Verstappen domineert met Red Bull terwijl Ferrari pijnlijke zwakte blootlegt
In dit artikel:
Ferrari kende een moeizame Grand Prix van Italië in Monza: de SF-25 was moeilijk te besturen en eindigde met Charles Leclerc als vierde en Lewis Hamilton als zesde, ondanks hoopvolle signalen in de vrije trainingen. Monza — het ‘thuistoneel’ van Ferrari en een baan die extreem weinig downforce vereist — bracht teamkeuzes en ontwerplimieten duidelijk aan het licht.
Ter ere van Niki Lauda introduceerde Ferrari een speciale livery, maar belangrijker waren de technische wijzigingen: het team bracht twee varianten van de achtervleugel, een enkele beam wing voor low-downforce-circuits en een gewijzigde bovenste flap op de voorvleugel om de balans te vinden voor hoge topsnelheden. Hamilton testte in VT1 een meer geladen achtervleugel met een langere DRS-koorde die extra stabiliteit en remvertrouwen gaf; Leclerc reed met een nog lichtere, meer afgeslankte DRS-flap om maximale rechte‑stukssnelheid te zoeken. Ook werden asymmetrische koelroosters gehandhaafd, gekozen op basis van radiatoren/intercoolerplaatsing.
In VT1 leek de aanpak te werken: Hamilton voelde zich comfortabel, reed constante rondes en klokte zelfs de snelste tijd op softs. In VT2 en racesimulaties werden echter de nadelen zichtbaar. De extreem lage downforce-afstelling maakte de SF-25 nerveus in remzones en snelle bochten; met volle tanks verloor de auto grip en gingen de achterbanden snel oververhitten. Leclerc schoof weg in Lesmo 2 en Ascari tijdens kwalificatiesimulaties en had in de race grote moeite om de achterbanden in het juiste werkvenster te houden — vooral in de eerste ronden, toen zijn banden door hoge belasting oververhit raakten tijdens de strijd met Oscar Piastri. Dat kostte veel tijd: al in ronde 6 lag hij meerdere seconden achter de leiding.

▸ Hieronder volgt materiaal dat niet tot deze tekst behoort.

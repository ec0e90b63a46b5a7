use crate::synth::note::NoteExpression;
use crate::synth::source::SignalSource;
use crate::voices::NoteGate;

/// White-noise voice gated over the note's duration.
///
/// Pitch is ignored (noise has none) but seeds the generator, so two
/// noise notes with different pitches decorrelate. Uses an xorshift32
/// generator: no external RNG state, one xor-shift triple per sample.
pub struct NoiseVoice {
    rng_state: u32,
    amplitude: f32,
    gate: NoteGate,
    done: bool,
}

impl NoiseVoice {
    pub fn new(note: &NoteExpression, sample_rate: f32) -> Self {
        Self {
            // Never zero: xorshift fixes on zero state
            rng_state: 0x9E37_79B9 ^ ((note.pitch as u32) << 8 | note.velocity as u32),
            amplitude: note.velocity_norm(),
            gate: NoteGate::new(note.duration_samples, sample_rate),
            done: note.duration_samples == 0,
        }
    }

    #[inline]
    fn next_noise(&mut self) -> f32 {
        let mut x = self.rng_state;
        x ^= x << 13;
        x ^= x >> 17;
        x ^= x << 5;
        self.rng_state = x;
        // Map to [-1, 1)
        (x as f32 / u32::MAX as f32) * 2.0 - 1.0
    }
}

impl SignalSource for NoiseVoice {
    fn render(&mut self, out: &mut [f32], offset: usize, count: usize) -> usize {
        if self.done {
            return 0;
        }

        let frames = count.min(self.gate.remaining() as usize);
        for sample in &mut out[offset..offset + frames] {
            *sample = self.next_noise() * self.amplitude * self.gate.next_gain();
        }

        if self.gate.finished() {
            self.done = true;
        }
        frames
    }

    fn is_done(&self) -> bool {
        self.done
    }
}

De keuze om vasthoudend te blijven aan de agressieve, low-downforce-achtervleugel voor zaterdag weerspiegelde een gok op baanontwikkeling en afstellingsverbetering, maar de kwalificatie bevestigde problemen: zowel bij het insturen als bij remmen en bandenmanagement bleek de SF-25 beperkt. Teambaas Fred Vasseur erkende dat de agressieve, licht-dragende setup tot meer moeilijkheden in bochten leidde en dat het bandenmanagement op de limiet zat. Na de race gaf Hamilton aan dat hij niet de juiste auto heeft om het podium te kunnen najagen voor de rest van het seizoen, waarmee hij impliciet het besef bevestigde dat de focus naar 2026 moet verschuiven.
Kort samengevat: Ferrari won snelheid op de rechte stukken door aerodynamische concessies, maar verloor stabiliteit en bandensurvivability — factoren die de uiteindelijke ronde‑tijden en racepositie bepaalden. De Monza-weekend toonde duidelijk de grens van het SF-25-ontwerp en de risico’s van een extreem low‑downforce-aanpak op een baan waar mechanische grip en remstabiliteit even cruciaal blijken te zijn.